The curious case of the vibrating Meadow Springs house

There were times over the past six months Meadow Springs resident Christoph Potrykus thought he would have a nervous breakdown.

Not only had he and his 76-year-old mother rarely had a full night’s sleep, he fought for months to convince authorities the sewerage pumping station just metres from his bedroom was making his house vibrate so badly it was uninhabitable.

Since moving into the house in Meadow Spring last December, Mr Potrykus said he had called the Water Corporation’s emergency line more than 60 times before engineers assessed the situation and agreed to move him and his mother to serviced accommodation in Halls Head until they fixed the problem.

But Mr Potrykus, who works as an IT consultant, said after extensive work at the pumping station, the problem persists and he is at his wits’ end.

“When we moved into the house, life simply stopped,” he said.

“It was in my mother’s room; it was vibrating day and night – she couldn't sleep for weeks.

“The end of the story was, she collapsed. I had to call the ambulance and she was at Fiona Stanley in intensive care for three days and another day for observation.”

Mr Potrykus said his mother’s hospitalisation helped convince the authorities to take his complaints seriously.
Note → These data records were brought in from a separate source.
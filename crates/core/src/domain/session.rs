use serde::{Deserialize, Serialize};

use crate::errors::DomainError;

#[derive(Clone, Copy, Debug, PartialEq, Eq, Serialize, Deserialize)]
#[serde(rename_all = "snake_case")]
pub enum Speaker {
    User,
    Assistant,
}

impl Speaker {
    pub fn as_str(&self) -> &'static str {
        match self {
            Self::User => "user",
            Self::Assistant => "assistant",
        }
    }
}

impl std::str::FromStr for Speaker {
    type Err = DomainError;

    fn from_str(value: &str) -> Result<Self, Self::Err> {
        match value {
            "user" => Ok(Self::User),
            "assistant" => Ok(Self::Assistant),
            other => Err(DomainError::InvariantViolation(format!("unknown speaker `{other}`"))),
        }
    }
}

#[derive(Clone, Debug, PartialEq, Eq, Serialize, Deserialize)]
pub struct Turn {
    pub speaker: Speaker,
    pub utterance: String,
}

impl Turn {
    pub fn user(utterance: impl Into<String>) -> Self {
        Self { speaker: Speaker::User, utterance: utterance.into() }
    }

    pub fn assistant(utterance: impl Into<String>) -> Self {
        Self { speaker: Speaker::Assistant, utterance: utterance.into() }
    }
}
use concierge_core::config::{AppConfig, LogFormat};
use tracing_subscriber::EnvFilter;

/// `RUST_LOG` wins over `logging.level` when set.
pub fn init_logging(config: &AppConfig) {
    let filter = EnvFilter::try_from_default_env()
        .or_else(|_| EnvFilter::try_new(&config.logging.level))
        .unwrap_or_else(|_| EnvFilter::new("info"));
    let builder = tracing_subscriber::fmt().with_target(false).with_env_filter(filter);

    match config.logging.format {
        LogFormat::Compact => builder.compact().init(),
        LogFormat::Pretty => builder.pretty().init(),
        LogFormat::Json => builder.json().init(),
    }
}
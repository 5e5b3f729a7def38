use std::process::ExitCode;

fn main() -> ExitCode {
    dotenvy::dotenv().ok();
    concierge_cli::run()
}
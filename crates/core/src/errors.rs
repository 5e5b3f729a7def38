use thiserror::Error;

pub const SERVICE_UNAVAILABLE_APOLOGY: &str =
    "Sorry, there was a problem with the AI service. Please try again later.";

#[derive(Clone, Debug, Error, PartialEq, Eq)]
pub enum DomainError {
    #[error("domain invariant violation: {0}")]
    InvariantViolation(String),
}

/// Failure reported by the answering service.
#[derive(Clone, Debug, Error, PartialEq, Eq)]
pub enum AnswerError {
    /// Remote model or transport failure; expected to be transient.
    #[error("answering service unavailable: {0}")]
    ServiceUnavailable(String),
    #[error("unexpected answering failure: {0}")]
    Unexpected(String),
}

/// Handling failure as surfaced to the end user. Never leaves the process as
/// an HTTP error; it is rendered into the fulfillment text instead.
#[derive(Clone, Debug, Error, PartialEq, Eq)]
pub enum FulfillmentError {
    #[error("service unavailable: {message}")]
    ServiceUnavailable { message: String, correlation_id: String },
    #[error("unexpected error: {message}")]
    Unexpected { message: String, correlation_id: String },
}

impl FulfillmentError {
    pub fn user_message(&self) -> String {
        match self {
            Self::ServiceUnavailable { .. } => SERVICE_UNAVAILABLE_APOLOGY.to_string(),
            Self::Unexpected { message, .. } => format!(
                "Sorry, something went wrong with the assistant. Error: {message}. Please try again."
            ),
        }
    }

    pub fn error_class(&self) -> &'static str {
        match self {
            Self::ServiceUnavailable { .. } => "service_unavailable",
            Self::Unexpected { .. } => "unexpected",
        }
    }

    pub fn correlation_id(&self) -> &str {
        match self {
            Self::ServiceUnavailable { correlation_id, .. }
            | Self::Unexpected { correlation_id, .. } => correlation_id,
        }
    }
}

impl AnswerError {
    pub fn into_fulfillment(self, correlation_id: impl Into<String>) -> FulfillmentError {
        let correlation_id = correlation_id.into();
        match self {
            Self::ServiceUnavailable(message) => {
                FulfillmentError::ServiceUnavailable { message, correlation_id }
            }
            Self::Unexpected(message) => FulfillmentError::Unexpected { message, correlation_id },
        }
    }
}

#[cfg(test)]
mod tests {
    use crate::errors::{AnswerError, FulfillmentError, SERVICE_UNAVAILABLE_APOLOGY};

    #[test]
    fn service_unavailable_maps_to_fixed_apology() {
        let error = AnswerError::ServiceUnavailable("HTTP 503: overloaded".to_owned())
            .into_fulfillment("req-1");

        assert!(matches!(
            error,
            FulfillmentError::ServiceUnavailable { ref correlation_id, .. } if correlation_id == "req-1"
        ));
        assert_eq!(error.user_message(), SERVICE_UNAVAILABLE_APOLOGY);
        assert!(!error.user_message().contains("overloaded"));
    }

    #[test]
    fn unexpected_error_includes_detail_in_user_message() {
        let error = AnswerError::Unexpected("tool registry poisoned".to_owned())
            .into_fulfillment("req-2");

        assert_eq!(error.error_class(), "unexpected");
        assert_eq!(error.correlation_id(), "req-2");
        assert!(error.user_message().contains("tool registry poisoned"));
    }
}
use axum::Router;

use crate::bootstrap::Application;
use crate::health::{self, HealthState};
use crate::{notifications, webhook};

/// Every HTTP route the service exposes.
pub fn router(app: &Application) -> Router {
    Router::new()
        .merge(webhook::router(app.intent_router.clone()))
        .merge(notifications::router(app.notifications.clone()))
        .merge(health::router(HealthState {
            db_pool: app.db_pool.clone(),
            knowledge_chunks: app.knowledge_chunks,
            notifications: app.notifications.clone(),
        }))
}
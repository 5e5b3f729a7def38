use std::collections::HashMap;

use tokio::sync::RwLock;

use concierge_core::domain::event::SessionId;
use concierge_core::domain::session::Turn;

use super::{RepositoryError, SessionRepository};

/// Process-local history. Lost on restart; used by tests and when no
/// database is configured.
#[derive(Default)]
pub struct InMemorySessionRepository {
    sessions: RwLock<HashMap<String, Vec<Turn>>>,
}

#[async_trait::async_trait]
impl SessionRepository for InMemorySessionRepository {
    async fn load_recent(
        &self,
        session_id: &SessionId,
        limit: u32,
    ) -> Result<Vec<Turn>, RepositoryError> {
        let sessions = self.sessions.read().await;
        let Some(turns) = sessions.get(session_id.as_str()) else {
            return Ok(Vec::new());
        };

        let limit = usize::try_from(limit).unwrap_or(usize::MAX);
        let skip = turns.len().saturating_sub(limit);
        Ok(turns[skip..].to_vec())
    }

    async fn append(&self, session_id: &SessionId, turns: &[Turn]) -> Result<(), RepositoryError> {
        if turns.is_empty() {
            return Ok(());
        }

        let mut sessions = self.sessions.write().await;
        sessions.entry(session_id.as_str().to_string()).or_default().extend_from_slice(turns);
        Ok(())
    }
}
“It was very difficult to convince them to take some action but finally they agreed to move us out of the property,” he said.

Water Corporation engineers work to fix the pumping station outside Mr Potrykus fence. Photo: Supplied.

Water Corporation engineers work to fix the pumping station outside Mr Potrykus fence. Photo: Supplied.

Mr Potrykus said the Water Corporation was initially willing to help them break their lease and moved them to Halls Head in January because the house was uninhabitable and had brought in experts to repair the pump and stop it resonating in the house.

“We returned to the house on the 2nd of July and on the 6th of July I had to call the Water Corp emergency line again because my mother's bedroom was vibrating so vehemently all night until the morning,” he said.

“When you went out, you could hear it outside.

“So, the whole process started again.”

Mr Potrykus said he felt abandoned and desperate and just wanted the problem fixed.

Water Corporation Perth regional manager Garth Walter said the Water Corporation had taken Mr Potrykus’s reports of noise and vibration seriously and had thoroughly investigated his concerns. 

“Water Corporation pump stations need to be located within the communities served because its purpose is to remove wastewater from nearby properties,” Mr Walter said.

“While there are no specific guidelines related to noise and vibrations that apply to the construction of pump stations, we aim to ensure the location does not impact the community. 

“Over the last eight months, we have made significant operational and engineering changes to the station, which have reduced the noise from the station.  Independent testing has also confirmed that both pumps are operating in accordance with design requirements and Australian Standards.”

He said the Water Corporation would now reiterate its offer of assistance in writing to Mr Potrykus for him to further consider.